Supplied material section start
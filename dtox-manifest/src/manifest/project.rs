use dtox_ir::{DEFAULT_ENTITIES, DEFAULT_ROOT, Namespaces};
use serde::Deserialize;

/// `[project]` settings
#[derive(Debug, Clone, Deserialize)]
#[serde(deny_unknown_fields)]
pub struct ProjectConfig {
    /// Project name, used when `--project-name` is not given
    pub name: Option<String>,

    /// Default export type, used when `--type` is not given
    pub target: Option<String>,

    /// Root namespace of the exported DTOs
    #[serde(default = "default_root")]
    pub root: String,

    /// Namespace of entity classes, exported as opaque strings
    #[serde(default = "default_entities")]
    pub entities: String,
}

fn default_root() -> String {
    DEFAULT_ROOT.to_string()
}

fn default_entities() -> String {
    DEFAULT_ENTITIES.to_string()
}

impl ProjectConfig {
    /// Namespaces scoping the exported domain
    pub fn namespaces(&self) -> Namespaces {
        Namespaces::new(&self.root, &self.entities)
    }
}

impl Default for ProjectConfig {
    fn default() -> Self {
        Self {
            name: None,
            target: None,
            root: default_root(),
            entities: default_entities(),
        }
    }
}
//! Renderable trait and CodeFragment, so AST nodes can be composed
//! without writing to a [`CodeBuilder`](super::CodeBuilder) directly.

/// A fragment of generated code.
#[derive(Debug, Clone, PartialEq)]
pub enum CodeFragment {
    /// A single line of code (will have newline appended).
    Line(String),
    /// A blank line.
    Blank,
    /// A block with header, body fragments, and optional closing line.
    Block {
        header: String,
        body: Vec<CodeFragment>,
        close: Option<String>,
    },
    /// A JSDoc comment (`/** ... */`).
    JsDoc(String),
    /// A line doc comment (`/// ...`).
    LineDoc(String),
}

impl CodeFragment {
    pub fn line(s: impl Into<String>) -> Self {
        Self::Line(s.into())
    }

    pub fn blank() -> Self {
        Self::Blank
    }

    pub fn block(
        header: impl Into<String>,
        body: Vec<CodeFragment>,
        close: Option<String>,
    ) -> Self {
        Self::Block {
            header: header.into(),
            body,
            close,
        }
    }

    pub fn jsdoc(s: impl Into<String>) -> Self {
        Self::JsDoc(s.into())
    }

    pub fn line_doc(s: impl Into<String>) -> Self {
        Self::LineDoc(s.into())
    }
}

/// Types that can be rendered to code fragments.
pub trait Renderable {
    /// Convert this node to a sequence of code fragments.
    fn to_fragments(&self) -> Vec<CodeFragment>;
}

impl<T: Renderable + ?Sized> Renderable for &T {
    fn to_fragments(&self) -> Vec<CodeFragment> {
        (*self).to_fragments()
    }
}

impl<T: Renderable + ?Sized> Renderable for Box<T> {
    fn to_fragments(&self) -> Vec<CodeFragment> {
        self.as_ref().to_fragments()
    }
}
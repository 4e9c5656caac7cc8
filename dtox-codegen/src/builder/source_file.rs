//! Composition of a generated file: header, imports and body.

use super::{CodeBuilder, CodeFragment, Indent, Renderable};

/// Text of the header placed at the top of every generated file.
pub const GENERATED_HEADER: &str = "Generated by dtox. Do not edit by hand.";

/// A generated source file.
///
/// Sections are separated by a single blank line; empty sections are skipped.
#[derive(Debug, Clone)]
pub struct SourceFile {
    indent: Indent,
    header: Vec<String>,
    imports: Vec<String>,
    body: Vec<CodeFragment>,
}

impl SourceFile {
    pub fn new(indent: Indent) -> Self {
        Self {
            indent,
            header: Vec::new(),
            imports: Vec::new(),
            body: Vec::new(),
        }
    }

    /// Add a header comment line, written as `// <text>`.
    pub fn header(mut self, text: &str) -> Self {
        self.header.push(format!("// {}", text));
        self
    }

    /// Add an import line. Duplicates are ignored.
    pub fn import(mut self, line: impl Into<String>) -> Self {
        let line = line.into();
        if !self.imports.contains(&line) {
            self.imports.push(line);
        }
        self
    }

    /// Append a node to the body.
    pub fn push(mut self, node: impl Renderable) -> Self {
        self.body.extend(node.to_fragments());
        self
    }

    pub fn has_imports(&self) -> bool {
        !self.imports.is_empty()
    }

    pub fn render(self) -> String {
        let mut builder = CodeBuilder::new(self.indent);
        let sections = [
            self.header
                .into_iter()
                .map(CodeFragment::Line)
                .collect::<Vec<_>>(),
            self.imports
                .into_iter()
                .map(CodeFragment::Line)
                .collect::<Vec<_>>(),
            self.body,
        ];

        let mut first = true;
        for section in sections.into_iter().filter(|s| !s.is_empty()) {
            if !first {
                builder.push_blank();
            }
            first = false;
            for fragment in section {
                builder.apply_fragment(fragment);
            }
        }
        builder.build()
    }
}
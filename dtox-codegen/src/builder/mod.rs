//! Code generation building blocks.
//!
//! - [`CodeBuilder`] - Fluent API for building indented code
//! - [`CodeFragment`] - Intermediate representation for code pieces
//! - [`Renderable`] - Trait for types that can be converted to code fragments
//! - [`SourceFile`] - Composition of header, imports and body
//! - [`Indent`] - Indentation configuration

mod code_builder;
mod indent;
mod renderable;
mod source_file;

pub use code_builder::CodeBuilder;
pub use indent::Indent;
pub use renderable::{CodeFragment, Renderable};
pub use source_file::{GENERATED_HEADER, SourceFile};
//! TypeScript interface builder.

use dtox_codegen::builder::{CodeBuilder, CodeFragment, Renderable};

/// A field in a TypeScript interface.
#[derive(Debug, Clone)]
pub struct InterfaceField {
    pub name: String,
    pub ty: String,
    pub optional: bool,
    pub doc: Option<String>,
}

impl InterfaceField {
    pub fn new(name: impl Into<String>, ty: impl Into<String>) -> Self {
        Self {
            name: name.into(),
            ty: ty.into(),
            optional: false,
            doc: None,
        }
    }

    pub fn optional(mut self) -> Self {
        self.optional = true;
        self
    }

    /// Attach a JSDoc comment.
    pub fn doc(mut self, doc: impl Into<String>) -> Self {
        self.doc = Some(doc.into());
        self
    }
}

/// Builder for exported TypeScript interfaces.
#[derive(Debug, Clone)]
pub struct Interface {
    name: String,
    fields: Vec<InterfaceField>,
}

impl Interface {
    pub fn new(name: impl Into<String>) -> Self {
        Self {
            name: name.into(),
            fields: Vec::new(),
        }
    }

    /// Add a required field.
    pub fn field(mut self, name: impl Into<String>, ty: impl Into<String>) -> Self {
        self.fields.push(InterfaceField::new(name, ty));
        self
    }

    /// Add a field with full configuration.
    pub fn field_with(mut self, field: InterfaceField) -> Self {
        self.fields.push(field);
        self
    }

    /// Build the interface as a string.
    pub fn build(&self) -> String {
        let mut builder = CodeBuilder::typescript();
        builder.emit(self);
        builder.build()
    }

    fn fields_to_fragments(&self) -> Vec<CodeFragment> {
        self.fields
            .iter()
            .flat_map(|field| {
                let optional = if field.optional { "?" } else { "" };
                let line =
                    CodeFragment::line(format!("{}{}: {};", field.name, optional, field.ty));
                match &field.doc {
                    Some(doc) => vec![CodeFragment::jsdoc(doc.as_str()), line],
                    None => vec![line],
                }
            })
            .collect()
    }
}

impl Renderable for Interface {
    fn to_fragments(&self) -> Vec<CodeFragment> {
        if self.fields.is_empty() {
            vec![CodeFragment::line(format!(
                "export interface {} {{}}",
                self.name
            ))]
        } else {
            vec![CodeFragment::block(
                format!("export interface {} {{", self.name),
                self.fields_to_fragments(),
                Some("}".to_string()),
            )]
        }
    }
}
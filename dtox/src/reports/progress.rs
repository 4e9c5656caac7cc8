//! Progress lines printed while an export runs.

use dtox_codegen::Reporter;

/// Prints `[n/total] message` for every step.
#[derive(Debug, Default)]
pub struct TerminalProgress;

impl Reporter for TerminalProgress {
    fn step(&mut self, current: usize, total: usize, message: &str) {
        println!("[{}/{}] {}", current, total, message);
    }
}
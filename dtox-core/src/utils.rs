//! Shared utility functions for code generation.

/// Characters accepted as namespace separators in source class paths.
pub const PATH_SEPARATORS: [char; 3] = ['.', '/', '\\'];

/// Split a class path into its non-empty segments (e.g., "App.DTO.User" -> ["App", "DTO", "User"])
pub fn split_path(path: &str) -> Vec<&str> {
    path.split(PATH_SEPARATORS)
        .filter(|segment| !segment.is_empty())
        .collect()
}

/// Last segment of a class path (e.g., "App\\DTO\\User" -> "User")
pub fn basename(path: &str) -> &str {
    split_path(path).last().copied().unwrap_or(path)
}

/// Lowercase the first character (e.g., "CreateInvoice" -> "createInvoice")
pub fn lowercase_first(s: &str) -> String {
    let mut chars = s.chars();
    match chars.next() {
        None => String::new(),
        Some(c) => c.to_lowercase().chain(chars).collect(),
    }
}

/// Convert a string to snake_case (e.g., "HTTPRequest" -> "http_request")
///
/// A run of capitals is treated as one word, its last capital starting the
/// next word when followed by a lowercase letter.
pub fn to_snake_case(s: &str) -> String {
    let chars: Vec<char> = s.chars().collect();
    let mut result = String::with_capacity(s.len() + 4);

    for (i, &c) in chars.iter().enumerate() {
        if c == '-' || c == ' ' || c == '_' {
            if !result.is_empty() && !result.ends_with('_') {
                result.push('_');
            }
            continue;
        }

        if c.is_uppercase() && i > 0 && !result.ends_with('_') {
            let prev = chars[i - 1];
            let next_is_lower = chars.get(i + 1).is_some_and(|n| n.is_lowercase());
            if prev.is_lowercase() || prev.is_ascii_digit() || (prev.is_uppercase() && next_is_lower)
            {
                result.push('_');
            }
        }

        result.extend(c.to_lowercase());
    }

    result
}

/// Relative module specifier from a directory to a module path, both given as segments.
///
/// ```
/// use dtox_core::relative_module_path;
///
/// assert_eq!(relative_module_path(&["Billing", "Input"], &["user"]), "../../user");
/// assert_eq!(relative_module_path(&["Billing"], &["Billing", "Input", "line"]), "./Input/line");
/// ```
pub fn relative_module_path<S: AsRef<str>, T: AsRef<str>>(from_dir: &[S], to: &[T]) -> String {
    let common = from_dir
        .iter()
        .zip(to.iter())
        .take_while(|(a, b)| a.as_ref() == b.as_ref())
        .count();

    let ups = from_dir.len() - common;
    let rest = to[common..]
        .iter()
        .map(AsRef::as_ref)
        .collect::<Vec<_>>()
        .join("/");

    if ups == 0 {
        format!("./{}", rest)
    } else {
        format!("{}{}", "../".repeat(ups), rest)
    }
}

#[cfg(test)]
mod tests {
    use super::*;

    #[test]
    fn test_split_path() {
        assert_eq!(split_path("App.DTO.User"), vec!["App", "DTO", "User"]);
        assert_eq!(split_path("App\\DTO\\User"), vec!["App", "DTO", "User"]);
        assert_eq!(split_path("App/DTO/User"), vec!["App", "DTO", "User"]);
        assert_eq!(split_path("App\\\\DTO"), vec!["App", "DTO"]);
        assert!(split_path("").is_empty());
    }

    #[test]
    fn test_basename() {
        assert_eq!(basename("Domain.Billing.Input.CreateInvoice"), "CreateInvoice");
        assert_eq!(basename("App\\Entity\\User"), "User");
        assert_eq!(basename("User"), "User");
        assert_eq!(basename(""), "");
    }

    #[test]
    fn test_lowercase_first() {
        assert_eq!(lowercase_first("CreateInvoice"), "createInvoice");
        assert_eq!(lowercase_first("user"), "user");
        assert_eq!(lowercase_first(""), "");
    }

    #[test]
    fn test_to_snake_case() {
        assert_eq!(to_snake_case("User"), "user");
        assert_eq!(to_snake_case("CreateInvoice"), "create_invoice");
        assert_eq!(to_snake_case("HTTPRequest"), "http_request");
        assert_eq!(to_snake_case("UserV2"), "user_v2");
        assert_eq!(to_snake_case("hello-world"), "hello_world");
        assert_eq!(to_snake_case("already_snake"), "already_snake");
        assert_eq!(to_snake_case(""), "");
    }

    #[test]
    fn test_relative_module_path() {
        assert_eq!(relative_module_path::<&str, &str>(&[], &["user"]), "./user");
        assert_eq!(
            relative_module_path(&["Billing", "Input"], &["Billing", "Input", "line"]),
            "./line"
        );
        assert_eq!(
            relative_module_path(&["Billing", "Input"], &["Billing", "Output", "invoice"]),
            "../Output/invoice"
        );
    }
}
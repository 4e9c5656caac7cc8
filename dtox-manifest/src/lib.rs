//! Parsing and validation of `dto.toml`, the declarative DTO registry.
//!
//! Each `[[dto]]` entry is a [`DtoEntry`], which implements
//! [`dtox_ir::ClassHandle`] and can be handed straight to the extractor.

// Miette's derive macro generates code that triggers these warnings
#![allow(unused_assignments)]

mod dto;
mod error;
mod manifest;

pub use dto::DtoEntry;
pub use error::{Error, Result};
pub use manifest::{Manifest, ParseContext, ProjectConfig};
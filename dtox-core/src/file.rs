use std::{
    cell::RefCell,
    collections::BTreeSet,
    io,
    path::{Path, PathBuf},
};

/// Filesystem operations needed to persist generated files.
///
/// The exporter only talks to the disk through this trait so that runs can be
/// previewed in memory or redirected in tests.
pub trait Filesystem {
    /// Check whether a path exists.
    fn exists(&self, path: &Path) -> bool;

    /// Create a directory and all of its missing parents.
    fn mkdir(&self, path: &Path) -> io::Result<()>;

    /// Write `content` to `path`, replacing any existing file. Returns the number of bytes written.
    fn write_file(&self, path: &Path, content: &str) -> io::Result<usize>;
}

impl<T: Filesystem + ?Sized> Filesystem for &T {
    fn exists(&self, path: &Path) -> bool {
        (**self).exists(path)
    }

    fn mkdir(&self, path: &Path) -> io::Result<()> {
        (**self).mkdir(path)
    }

    fn write_file(&self, path: &Path, content: &str) -> io::Result<usize> {
        (**self).write_file(path, content)
    }
}

/// The real filesystem.
#[derive(Debug, Default, Clone, Copy)]
pub struct DiskFs;

impl Filesystem for DiskFs {
    fn exists(&self, path: &Path) -> bool {
        path.exists()
    }

    fn mkdir(&self, path: &Path) -> io::Result<()> {
        std::fs::create_dir_all(path)
    }

    fn write_file(&self, path: &Path, content: &str) -> io::Result<usize> {
        std::fs::write(path, content)?;
        Ok(content.len())
    }
}

/// An in-memory filesystem that records writes in order.
///
/// Writing into a directory that was never created fails with
/// [`io::ErrorKind::NotFound`], like the real filesystem would.
#[derive(Debug, Default)]
pub struct MemoryFs {
    dirs: RefCell<BTreeSet<PathBuf>>,
    files: RefCell<Vec<(PathBuf, String)>>,
}

impl MemoryFs {
    /// Create an empty filesystem.
    pub fn new() -> Self {
        Self::default()
    }

    /// Create a filesystem where `root` already exists.
    pub fn with_root(root: impl Into<PathBuf>) -> Self {
        let fs = Self::new();
        fs.dirs.borrow_mut().insert(root.into());
        fs
    }

    /// Get the content of a written file.
    pub fn read(&self, path: impl AsRef<Path>) -> Option<String> {
        self.files
            .borrow()
            .iter()
            .find(|(p, _)| p == path.as_ref())
            .map(|(_, content)| content.clone())
    }

    /// All written files, in write order.
    pub fn files(&self) -> Vec<(PathBuf, String)> {
        self.files.borrow().clone()
    }

    /// Consume the filesystem and return the written files, in write order.
    pub fn into_files(self) -> Vec<(PathBuf, String)> {
        self.files.into_inner()
    }
}

impl Filesystem for MemoryFs {
    fn exists(&self, path: &Path) -> bool {
        self.dirs.borrow().contains(path) || self.files.borrow().iter().any(|(p, _)| p == path)
    }

    fn mkdir(&self, path: &Path) -> io::Result<()> {
        let mut dirs = self.dirs.borrow_mut();
        for ancestor in path.ancestors() {
            if ancestor.as_os_str().is_empty() {
                break;
            }
            dirs.insert(ancestor.to_path_buf());
        }
        Ok(())
    }

    fn write_file(&self, path: &Path, content: &str) -> io::Result<usize> {
        if let Some(parent) = path.parent()
            && !parent.as_os_str().is_empty()
            && !self.dirs.borrow().contains(parent)
        {
            return Err(io::Error::new(
                io::ErrorKind::NotFound,
                format!("directory {} does not exist", parent.display()),
            ));
        }

        let mut files = self.files.borrow_mut();
        match files.iter_mut().find(|(p, _)| p == path) {
            Some((_, existing)) => *existing = content.to_string(),
            None => files.push((path.to_path_buf(), content.to_string())),
        }
        Ok(content.len())
    }
}
use std::path::PathBuf;

use miette::Diagnostic;
use thiserror::Error;

/// Exit code for a missing, non-directory or read-only export path.
pub const EXIT_INVALID_EXPORT_PATH: i32 = 10;
/// Exit code for a target that needs a project name when none was given.
pub const EXIT_MISSING_PROJECT_NAME: i32 = 11;
/// Exit code for an unknown `--type`.
pub const EXIT_UNSUPPORTED_EXPORT_TYPE: i32 = 12;

/// Errors surfaced by the command line, each mapped to an exit code.
#[derive(Debug, Error, Diagnostic)]
pub enum CliError {
    #[error("export path '{path}' {reason}")]
    #[diagnostic(
        code(dtox::invalid_export_path),
        help("pass an existing, writable directory")
    )]
    InvalidExportPath { path: PathBuf, reason: &'static str },

    #[error("export type '{export_type}' requires a project name")]
    #[diagnostic(
        code(dtox::missing_project_name),
        help("pass --project-name (-p) or set `name` in the [project] table of dto.toml")
    )]
    MissingProjectName { export_type: String },

    #[error(transparent)]
    #[diagnostic(transparent)]
    Manifest(#[from] Box<dtox_manifest::Error>),

    #[error(transparent)]
    #[diagnostic(transparent)]
    Export(#[from] dtox_codegen::Error),
}

impl CliError {
    pub fn exit_code(&self) -> i32 {
        match self {
            CliError::InvalidExportPath { .. } => EXIT_INVALID_EXPORT_PATH,
            CliError::MissingProjectName { .. } => EXIT_MISSING_PROJECT_NAME,
            CliError::Export(dtox_codegen::Error::UnsupportedExportType { .. }) => {
                EXIT_UNSUPPORTED_EXPORT_TYPE
            }
            CliError::Manifest(_) | CliError::Export(_) => 1,
        }
    }
}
Supplied material section end
**Task description**
Some lines in the data above hold the string "tests". Find and copy each of them.

**Task result**
mod tests {
/// previewed in memory or redirected in tests.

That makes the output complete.